Please explain Climategate.

I have been reading about this lately but I haven’t been having a lot of success cutting through the religion on both sides.
Please explain what the implications are for the Global Warming debate.

Pithy dismissals where you get to reiterate your party line’s stance are the opposite of what this thread is asking for.

Both sides have charged the other side with conspiracy. One of the best defenses against any charges of conspiracy is the lack of evidence for a conspiracy: Historically, no large conspiracy has been able to continue for a particularly significant amount of time without evidence leaking. Hence, if there was one, you would expect such evidence to be out there.

The leaked emails may or may not constitute that evidence.

Of course, on the other side, there has already been such evidence for over a decade. And the leaked emails, from what I can tell, are hardly a slam dunk. They seem mostly to chronicle scientists’ glee in being able to act meanspirited towards anti-AGW morons. Which is, while unethical, hardly to be unexpected.

In terms of actual effect, though, I imagine that this leak will worsen the situation for public belief in AGW. Most people will hear the accusations and assume that they are a slam dunk or they wouldn’t be in the newspaper.

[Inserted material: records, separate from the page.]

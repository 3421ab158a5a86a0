//! Runs stage contracts as external commands.

use super::{ExecutionOutcome, ExecutorAdapter, Invocation, OutcomeStatus};
use async_trait::async_trait;
use regex::Regex;
use std::collections::BTreeMap;
use std::process::Stdio;
use std::sync::LazyLock;
use tokio::process::Command;
use tracing::{debug, warn};

static TOKEN_PATTERN: LazyLock<Regex> = LazyLock::new(|| {
    #[allow(clippy::expect_used)]
    Regex::new(r"\{([a-z]+)(?::([A-Za-z0-9_-]+))?\}").expect("token pattern is valid")
});

/// Spawns the command registered for an instance's contract.
///
/// Argv templates may use `{name}`, `{tag}`, `{group}`, `{root}`,
/// `{input:slot}` and `{output:slot}`. An argument that is exactly
/// `{input:slot}` expands to one argument per bound artifact, or to nothing
/// for a missing optional slot; embedded in a longer argument the paths are
/// joined with commas.
///
/// Declared outputs left over from an earlier run are removed before the
/// command starts. After it exits, every declared output found on disk is
/// reported as produced.
#[derive(Debug, Clone, Default)]
pub struct CommandExecutor {
    contracts: BTreeMap<String, Vec<String>>,
    env: BTreeMap<String, String>,
}

impl CommandExecutor {
    /// Creates an executor from contract argv templates.
    #[must_use]
    pub fn new(contracts: BTreeMap<String, Vec<String>>) -> Self {
        Self {
            contracts,
            env: BTreeMap::new(),
        }
    }

    /// Registers or replaces one contract.
    #[must_use]
    pub fn with_contract<I, S>(mut self, contract: impl Into<String>, argv: I) -> Self
    where
        I: IntoIterator<Item = S>,
        S: Into<String>,
    {
        self.contracts
            .insert(contract.into(), argv.into_iter().map(Into::into).collect());
        self
    }

    /// Sets an environment variable for every spawned command.
    #[must_use]
    pub fn with_env(mut self, key: impl Into<String>, value: impl Into<String>) -> Self {
        self.env.insert(key.into(), value.into());
        self
    }

    /// Renders the command line for an invocation.
    ///
    /// # Errors
    ///
    /// Returns a message if the contract has no command, or a token is
    /// unknown or unbound.
    pub fn render(&self, invocation: &Invocation) -> Result<Vec<String>, String> {
        let template = self
            .contracts
            .get(&invocation.contract)
            .ok_or_else(|| format!("no command configured for contract '{}'", invocation.contract))?;

        let mut argv = Vec::with_capacity(template.len());
        for arg in template {
            argv.extend(render_arg(arg, invocation)?);
        }
        if argv.is_empty() {
            return Err(format!("command for contract '{}' is empty", invocation.contract));
        }
        Ok(argv)
    }
}

fn render_arg(arg: &str, invocation: &Invocation) -> Result<Vec<String>, String> {
    if let Some(captures) = TOKEN_PATTERN.captures(arg) {
        let whole = captures.get(0).map(|m| m.as_str());
        if whole == Some(arg) && &captures[1] == "input" {
            let slot = captures.get(2).map_or("", |m| m.as_str());
            return input_paths(slot, invocation);
        }
    }

    let mut out = String::new();
    let mut last = 0;
    for captures in TOKEN_PATTERN.captures_iter(arg) {
        let Some(whole) = captures.get(0) else {
            continue;
        };
        out.push_str(&arg[last..whole.start()]);
        let slot = captures.get(2).map(|m| m.as_str());
        let value = match (&captures[1], slot) {
            (placeholder @ ("name" | "tag" | "group"), None) => invocation
                .bindings
                .get(placeholder)
                .map(str::to_string)
                .ok_or_else(|| {
                    format!("'{{{placeholder}}}' is not bound for '{}'", invocation.key)
                })?,
            ("root", None) => invocation.root.display().to_string(),
            ("input", Some(slot)) => input_paths(slot, invocation)?.join(","),
            ("output", Some(slot)) => invocation
                .outputs
                .get(slot)
                .map(|a| a.path(&invocation.root).display().to_string())
                .ok_or_else(|| format!("'{}' has no output slot '{slot}'", invocation.stage))?,
            _ => return Err(format!("unknown token '{}' in command", whole.as_str())),
        };
        out.push_str(&value);
        last = whole.end();
    }
    out.push_str(&arg[last..]);
    Ok(vec![out])
}

fn input_paths(slot: &str, invocation: &Invocation) -> Result<Vec<String>, String> {
    match invocation.inputs.get(slot) {
        Some(artifacts) => Ok(artifacts
            .iter()
            .map(|a| a.path(&invocation.root).display().to_string())
            .collect()),
        None if invocation.is_missing(slot) => Ok(Vec::new()),
        None => Err(format!("'{}' has no input slot '{slot}'", invocation.stage)),
    }
}

#[async_trait]
impl ExecutorAdapter for CommandExecutor {
    async fn run(&self, invocation: &Invocation) -> ExecutionOutcome {
        let argv = match self.render(invocation) {
            Ok(argv) => argv,
            Err(message) => return ExecutionOutcome::failed(message),
        };
        let Some((program, args)) = argv.split_first() else {
            return ExecutionOutcome::failed("empty command");
        };

        for artifact in invocation.outputs.values() {
            let path = artifact.path(&invocation.root);
            if let Some(parent) = path.parent() {
                if let Err(e) = tokio::fs::create_dir_all(parent).await {
                    return ExecutionOutcome::failed(format!(
                        "cannot create '{}': {e}",
                        parent.display()
                    ));
                }
            }
            match tokio::fs::remove_file(&path).await {
                Ok(()) => debug!(instance = %invocation.key, output = %artifact, "Removed stale output"),
                Err(e) if e.kind() == std::io::ErrorKind::NotFound => {}
                Err(e) => {
                    return ExecutionOutcome::failed(format!(
                        "cannot remove stale output '{}': {e}",
                        path.display()
                    ));
                }
            }
        }

        debug!(instance = %invocation.key, command = ?argv, "Spawning stage command");
        let result = Command::new(program)
            .args(args)
            .current_dir(&invocation.root)
            .envs(&self.env)
            .env("SPECTRAFLOW_RUN_ID", invocation.run_id.to_string())
            .env("SPECTRAFLOW_INSTANCE", &invocation.key)
            .stdin(Stdio::null())
            .output()
            .await;
        let output = match result {
            Ok(output) => output,
            Err(e) => return ExecutionOutcome::failed(format!("failed to spawn '{program}': {e}")),
        };

        let mut produced = Vec::new();
        for artifact in invocation.outputs.values() {
            let exists = tokio::fs::try_exists(artifact.path(&invocation.root))
                .await
                .unwrap_or(false);
            if exists {
                produced.push(artifact.clone());
            }
        }

        if output.status.success() {
            return ExecutionOutcome::succeeded(produced);
        }

        let stderr = String::from_utf8_lossy(&output.stderr);
        let detail = stderr.lines().rev().find(|l| !l.trim().is_empty()).unwrap_or("");
        warn!(
            instance = %invocation.key,
            status = %output.status,
            stderr = %detail,
            "Stage command failed"
        );
        ExecutionOutcome {
            status: OutcomeStatus::Failed,
            produced: produced.into_iter().collect(),
            message: Some(format!("'{program}' exited with {}: {detail}", output.status)),
        }
    }
}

In essence, some stolen e-mails have shown that certain prominent scientists have fudged data, tried to blackball their opponents, and have tried to hush up recent data that suggests global warming HASN’T been proceeding according to their predicted timetables.

What are the implications? Well, it goes without saying that:

  1. The yahoos of the Right will proclaim, "See? We TOLD you there was nothing to worry about, and the whole thing was manufactured by a bunch of lying, left wing scientists.

  2. Liberals will insist that this changes nothing, that global warming is an established fact that only a few ignorant bozos deny, and that “Climategate” is a non-issue (the “real” issue is finding and prosecuting whoever stole those e-mails).
    Me?I think the scentists in question are a lot like Mark Furhmann. They have a good case and genuine evidence, but not enough for an open and shut case. So, they’ve resorted to trickery and bullying to bolster a case they truly believe in.

Scientists at the CRU probably did, in some cases, change the data in order to produce statistics and graphs that were more favorable towards interpretations of man-made global warming. For example:

They also discussed ways to prevent articles that contradicted their viewpoint from being published, based not on the validity of the articles but rather for political reasons.

It should be noted that there’s no evidence of any of this affecting more than a small amount of the data from CRU, which is in itself one of literally thousands of research groups around the world that have confirmed the existence of man-made global warming. A rational response would not require any serious re-evaluation of the scientific consensus that man-made global warming is occurring.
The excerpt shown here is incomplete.